A variation of which I learned a little recently (Quekett Microscopical Society meeting) is Cryo-SEM.
This is from memory, there may be errors - I wish I'd taken notes.

By dunking your specimen in liquid nitrogen you have no removal of the water in the specimen with waxes which might have been used in conventional SEM preparation, using critical point drying of botanical specimens.
Also no removal of waxes which are naturally part of a hydrophobic surface, such as most of a leaf.
The specimen still has to be plated (etc) - plated ice sounds odd, somehow!
If you then break, or slice through the frozen specimen, you can see where there was water, and where there was gas.
For example, intercellular cavities in leaves are generally gas filled until stoma open, but not in mosses, they're water filled.

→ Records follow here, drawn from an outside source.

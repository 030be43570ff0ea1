use crate::infrastructure::repositories::schema::render_create_table;
use sqlx::{PgPool, postgres::PgPoolOptions};

pub async fn init_pool(database_url: &str) -> Result<PgPool, sqlx::Error> {
    PgPoolOptions::new()
        .max_connections(16)
        .connect(database_url)
        .await
}

/// Creates the users table (and its constraints) when it does not exist yet.
pub async fn apply_schema(pool: &PgPool, table: &str) -> Result<(), sqlx::Error> {
    let ddl = render_create_table(table);
    sqlx::query(&ddl).execute(pool).await?;
    tracing::info!(table, "users schema applied");
    Ok(())
}
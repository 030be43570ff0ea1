pub mod credentials;
pub mod errors;
pub mod user;
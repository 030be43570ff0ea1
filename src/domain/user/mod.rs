// src/domain/user/mod.rs
pub mod entity;
pub mod metadata;
pub mod repository;
pub mod validation;
pub mod value_objects;

pub use entity::SafeUser;
pub use metadata::{ApiProperty, StorageField, api_properties, storage_fields};
pub use repository::UserRepository;
pub use validation::validate;
pub use value_objects::{EmailAddress, Role, Username};
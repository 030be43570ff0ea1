// src/infrastructure/repositories/mod.rs
mod error;
mod postgres_user;
pub mod schema;

pub use error::map_sqlx;
pub use postgres_user::PostgresUserRepository;
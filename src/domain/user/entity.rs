// src/domain/user/entity.rs
use crate::domain::credentials::{CredentialsUser, CredentialsUserType, TwoFactorAuth, UserTag};
use crate::domain::user::value_objects::{EmailAddress, Role, Username};
use chrono::{DateTime, Utc};
use serde::Serialize;

/// User projection that is safe to expose: no secrets, only the fields the
/// credentials contract and the public API need.
///
/// Instances are produced by [`crate::domain::user::validate`] or rebuilt from
/// storage; both paths go through the value-object constructors.
#[derive(Debug, Clone, PartialEq, Eq, Serialize)]
pub struct SafeUser {
    pub email: EmailAddress,
    pub username: Username,
    pub created_at: i64,
    pub updated_at: i64,
    /// Absent in the source record means `false`; see [`SafeUser::is_confirmed`].
    #[serde(skip_serializing_if = "Option::is_none")]
    pub confirmed: Option<bool>,
    #[serde(rename = "type")]
    pub user_type: CredentialsUserType,
    pub role: Role,
    #[serde(skip_serializing_if = "Option::is_none")]
    pub tags: Option<Vec<UserTag>>,
    #[serde(skip_serializing_if = "Option::is_none")]
    pub banned: Option<bool>,
    #[serde(rename = "twoFactorAuth")]
    pub two_factor_auth: TwoFactorAuth,
}

impl SafeUser {
    /// Copy of this record stamped as modified at `now`.
    ///
    /// `updated_at` always moves strictly forward: if `now` does not lie after
    /// the current stamp, the stamp advances by one second instead.
    pub fn touch(&self, now: DateTime<Utc>) -> Self {
        let now = now.timestamp();
        let updated_at = if now > self.updated_at {
            now
        } else {
            self.updated_at.saturating_add(1)
        };
        Self {
            updated_at,
            ..self.clone()
        }
    }

    pub fn is_confirmed(&self) -> bool {
        self.confirmed.unwrap_or(false)
    }

    pub fn is_banned(&self) -> bool {
        self.banned.unwrap_or(false)
    }
}

impl CredentialsUser for SafeUser {
    fn email(&self) -> &EmailAddress {
        &self.email
    }

    fn username(&self) -> &Username {
        &self.username
    }

    fn user_type(&self) -> CredentialsUserType {
        self.user_type
    }

    fn role(&self) -> Role {
        self.role
    }

    fn confirmed(&self) -> bool {
        self.is_confirmed()
    }

    fn banned(&self) -> bool {
        self.is_banned()
    }

    fn tags(&self) -> &[UserTag] {
        self.tags.as_deref().unwrap_or_default()
    }

    fn two_factor_auth(&self) -> &TwoFactorAuth {
        &self.two_factor_auth
    }
}

#[cfg(test)]
mod tests {
    use super::*;
    use crate::application::ports::validation::EmailValidator;
    use chrono::TimeZone;

    struct AnyEmail;

    impl EmailValidator for AnyEmail {
        fn is_email(&self, _: &str) -> bool {
            true
        }
    }

    fn sample_user() -> SafeUser {
        SafeUser {
            email: EmailAddress::parse("a@b.com", &AnyEmail).unwrap(),
            username: Username::new("alice").unwrap(),
            created_at: 1000,
            updated_at: 1000,
            confirmed: Some(false),
            user_type: CredentialsUserType::Standard,
            role: Role::User,
            tags: None,
            banned: None,
            two_factor_auth: TwoFactorAuth::default(),
        }
    }

    #[test]
    fn touch_sets_updated_at_and_keeps_the_rest() {
        let user = sample_user();
        let now = Utc.timestamp_opt(2000, 0).unwrap();
        let touched = user.touch(now);
        assert_eq!(touched.updated_at, 2000);
        assert_eq!(touched.created_at, user.created_at);
        assert_eq!(
            SafeUser {
                updated_at: user.updated_at,
                ..touched
            },
            user
        );
        assert_eq!(user.updated_at, 1000);
    }

    #[test]
    fn touch_with_stale_clock_still_moves_forward() {
        let user = sample_user();
        let stale = Utc.timestamp_opt(500, 0).unwrap();
        assert_eq!(user.touch(stale).updated_at, 1001);
        let same = Utc.timestamp_opt(1000, 0).unwrap();
        assert_eq!(user.touch(same).updated_at, 1001);
    }

    #[test]
    fn serializes_with_wire_names() {
        let json = serde_json::to_value(sample_user()).unwrap();
        assert_eq!(json["type"], "standard");
        assert_eq!(json["twoFactorAuth"]["status"], "disabled");
        assert!(json.get("tags").is_none());
        assert!(json.get("banned").is_none());
        assert_eq!(json["confirmed"], false);
    }

    #[test]
    fn exposes_credentials_contract() {
        let user = sample_user();
        let contract: &dyn CredentialsUser = &user;
        assert_eq!(contract.email().as_str(), "a@b.com");
        assert_eq!(contract.role(), Role::User);
        assert!(contract.tags().is_empty());
        assert!(!contract.banned());
    }

    #[test]
    fn absent_flags_read_as_false() {
        let user = SafeUser {
            confirmed: None,
            banned: None,
            ..sample_user()
        };
        assert!(!user.is_confirmed());
        assert!(!user.is_banned());
        let banned = SafeUser {
            banned: Some(true),
            ..user
        };
        assert!(banned.is_banned());
    }
}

To reveal the surface of the ice-covered specimen it is "heated" - to about minus 80ºC, which allows surface water molecules to sublime away. The structures revealed, such as tubules, then stand proud.
A lot has been learned about the way plants react on drying-out, knowing which surfaces repelled, and which absorbed, water. It's nicely useful with bryos, where water is pivotal to spore dissemination, and some age-old myths (the sphagnum air-gun) have been exposed.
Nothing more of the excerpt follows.